Activity - The span to repeat in the listing below runs from the line containing "with lossy WebP" to the line containing "#[derive(Debug, Default, Clone, Copy)]", inclusive. Repeat it exactly, and only it.
[Start of Attachment]
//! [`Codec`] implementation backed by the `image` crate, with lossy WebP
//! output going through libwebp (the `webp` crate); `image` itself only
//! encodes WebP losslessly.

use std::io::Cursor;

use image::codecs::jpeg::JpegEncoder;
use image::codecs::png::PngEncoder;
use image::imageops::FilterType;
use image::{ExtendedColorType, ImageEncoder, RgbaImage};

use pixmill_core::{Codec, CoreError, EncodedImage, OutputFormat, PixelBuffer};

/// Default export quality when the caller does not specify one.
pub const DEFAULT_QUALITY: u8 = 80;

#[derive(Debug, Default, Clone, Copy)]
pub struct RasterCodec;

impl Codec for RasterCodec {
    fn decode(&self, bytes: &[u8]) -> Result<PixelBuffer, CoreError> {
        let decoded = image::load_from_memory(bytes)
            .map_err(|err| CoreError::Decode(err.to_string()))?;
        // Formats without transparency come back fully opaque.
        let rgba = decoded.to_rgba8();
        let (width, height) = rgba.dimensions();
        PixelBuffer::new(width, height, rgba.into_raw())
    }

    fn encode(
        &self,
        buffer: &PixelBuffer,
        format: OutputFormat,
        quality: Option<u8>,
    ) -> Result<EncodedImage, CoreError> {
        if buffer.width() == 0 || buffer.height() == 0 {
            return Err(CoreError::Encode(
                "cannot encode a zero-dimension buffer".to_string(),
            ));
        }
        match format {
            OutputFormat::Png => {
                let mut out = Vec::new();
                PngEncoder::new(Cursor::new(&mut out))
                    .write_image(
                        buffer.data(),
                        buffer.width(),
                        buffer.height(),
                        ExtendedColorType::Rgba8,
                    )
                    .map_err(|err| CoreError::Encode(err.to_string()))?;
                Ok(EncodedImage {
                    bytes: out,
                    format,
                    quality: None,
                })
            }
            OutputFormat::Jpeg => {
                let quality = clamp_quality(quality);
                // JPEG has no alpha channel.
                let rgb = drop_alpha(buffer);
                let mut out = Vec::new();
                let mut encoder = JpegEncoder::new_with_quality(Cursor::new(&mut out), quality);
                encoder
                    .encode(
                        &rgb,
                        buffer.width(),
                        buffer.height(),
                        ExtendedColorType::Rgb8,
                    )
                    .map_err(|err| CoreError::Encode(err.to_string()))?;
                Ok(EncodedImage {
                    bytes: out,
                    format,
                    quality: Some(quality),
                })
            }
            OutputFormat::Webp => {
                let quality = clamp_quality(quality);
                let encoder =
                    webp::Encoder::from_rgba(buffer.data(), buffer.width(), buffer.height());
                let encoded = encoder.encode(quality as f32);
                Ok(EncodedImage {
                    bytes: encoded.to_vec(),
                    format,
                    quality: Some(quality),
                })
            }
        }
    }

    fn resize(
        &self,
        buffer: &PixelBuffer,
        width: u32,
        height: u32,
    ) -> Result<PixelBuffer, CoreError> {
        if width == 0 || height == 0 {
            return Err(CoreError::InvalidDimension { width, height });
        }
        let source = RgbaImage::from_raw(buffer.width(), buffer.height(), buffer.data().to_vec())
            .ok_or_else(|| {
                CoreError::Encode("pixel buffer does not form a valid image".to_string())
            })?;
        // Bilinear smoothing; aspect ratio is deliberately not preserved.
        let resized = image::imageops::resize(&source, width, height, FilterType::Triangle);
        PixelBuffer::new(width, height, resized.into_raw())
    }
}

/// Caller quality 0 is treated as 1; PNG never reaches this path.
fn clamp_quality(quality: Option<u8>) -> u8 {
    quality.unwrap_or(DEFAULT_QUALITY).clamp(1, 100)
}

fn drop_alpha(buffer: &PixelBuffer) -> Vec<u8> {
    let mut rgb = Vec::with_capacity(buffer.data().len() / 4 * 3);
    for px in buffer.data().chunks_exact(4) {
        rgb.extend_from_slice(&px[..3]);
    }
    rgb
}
[End of Attachment]
[Start of Attachment]
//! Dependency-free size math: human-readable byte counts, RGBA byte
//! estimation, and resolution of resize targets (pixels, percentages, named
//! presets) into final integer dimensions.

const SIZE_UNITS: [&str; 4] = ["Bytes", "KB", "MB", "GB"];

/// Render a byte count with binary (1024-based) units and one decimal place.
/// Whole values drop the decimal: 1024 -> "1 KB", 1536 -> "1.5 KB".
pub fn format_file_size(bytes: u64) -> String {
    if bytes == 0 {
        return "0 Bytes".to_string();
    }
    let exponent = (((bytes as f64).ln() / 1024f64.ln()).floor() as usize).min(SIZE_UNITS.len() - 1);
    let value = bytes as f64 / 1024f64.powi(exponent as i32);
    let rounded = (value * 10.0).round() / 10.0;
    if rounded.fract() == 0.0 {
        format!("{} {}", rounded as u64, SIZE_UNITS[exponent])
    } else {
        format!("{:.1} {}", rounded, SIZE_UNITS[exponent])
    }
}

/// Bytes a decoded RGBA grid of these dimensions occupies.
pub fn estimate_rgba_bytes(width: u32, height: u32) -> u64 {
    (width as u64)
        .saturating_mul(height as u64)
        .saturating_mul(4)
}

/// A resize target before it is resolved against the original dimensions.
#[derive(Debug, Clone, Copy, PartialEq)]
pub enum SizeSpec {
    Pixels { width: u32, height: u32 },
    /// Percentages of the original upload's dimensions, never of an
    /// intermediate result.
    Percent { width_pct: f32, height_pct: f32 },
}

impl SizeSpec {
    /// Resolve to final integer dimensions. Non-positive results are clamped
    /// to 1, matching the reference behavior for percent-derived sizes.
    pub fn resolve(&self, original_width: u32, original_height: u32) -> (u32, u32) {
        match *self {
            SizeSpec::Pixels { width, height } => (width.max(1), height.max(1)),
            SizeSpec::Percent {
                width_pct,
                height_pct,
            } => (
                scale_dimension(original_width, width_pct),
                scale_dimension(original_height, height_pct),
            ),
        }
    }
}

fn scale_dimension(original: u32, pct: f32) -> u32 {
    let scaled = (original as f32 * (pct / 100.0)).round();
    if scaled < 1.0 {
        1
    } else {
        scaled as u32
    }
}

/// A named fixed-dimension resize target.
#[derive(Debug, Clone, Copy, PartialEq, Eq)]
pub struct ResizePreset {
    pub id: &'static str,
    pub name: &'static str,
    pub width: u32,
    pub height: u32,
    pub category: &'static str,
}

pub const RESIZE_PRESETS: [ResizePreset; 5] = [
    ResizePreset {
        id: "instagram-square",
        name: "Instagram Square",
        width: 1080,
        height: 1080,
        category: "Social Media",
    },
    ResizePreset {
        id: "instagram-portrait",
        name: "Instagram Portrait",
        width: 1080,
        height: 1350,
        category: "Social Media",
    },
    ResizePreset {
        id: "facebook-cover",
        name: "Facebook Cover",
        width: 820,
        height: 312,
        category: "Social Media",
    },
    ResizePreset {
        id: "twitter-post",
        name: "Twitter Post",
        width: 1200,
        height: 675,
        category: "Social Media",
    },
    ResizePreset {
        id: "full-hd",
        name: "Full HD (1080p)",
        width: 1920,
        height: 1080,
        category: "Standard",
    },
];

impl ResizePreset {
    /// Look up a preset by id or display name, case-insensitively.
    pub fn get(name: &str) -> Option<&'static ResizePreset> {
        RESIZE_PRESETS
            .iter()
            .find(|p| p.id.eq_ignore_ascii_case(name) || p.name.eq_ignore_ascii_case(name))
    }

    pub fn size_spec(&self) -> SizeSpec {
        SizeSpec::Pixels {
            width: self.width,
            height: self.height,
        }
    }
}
[End of Attachment]
Answer for the task -
//! [`Codec`] implementation backed by the `image` crate, with lossy WebP
//! output going through libwebp (the `webp` crate); `image` itself only
//! encodes WebP losslessly.

use std::io::Cursor;

use image::codecs::jpeg::JpegEncoder;
use image::codecs::png::PngEncoder;
use image::imageops::FilterType;
use image::{ExtendedColorType, ImageEncoder, RgbaImage};

use pixmill_core::{Codec, CoreError, EncodedImage, OutputFormat, PixelBuffer};

/// Default export quality when the caller does not specify one.
pub const DEFAULT_QUALITY: u8 = 80;

#[derive(Debug, Default, Clone, Copy)]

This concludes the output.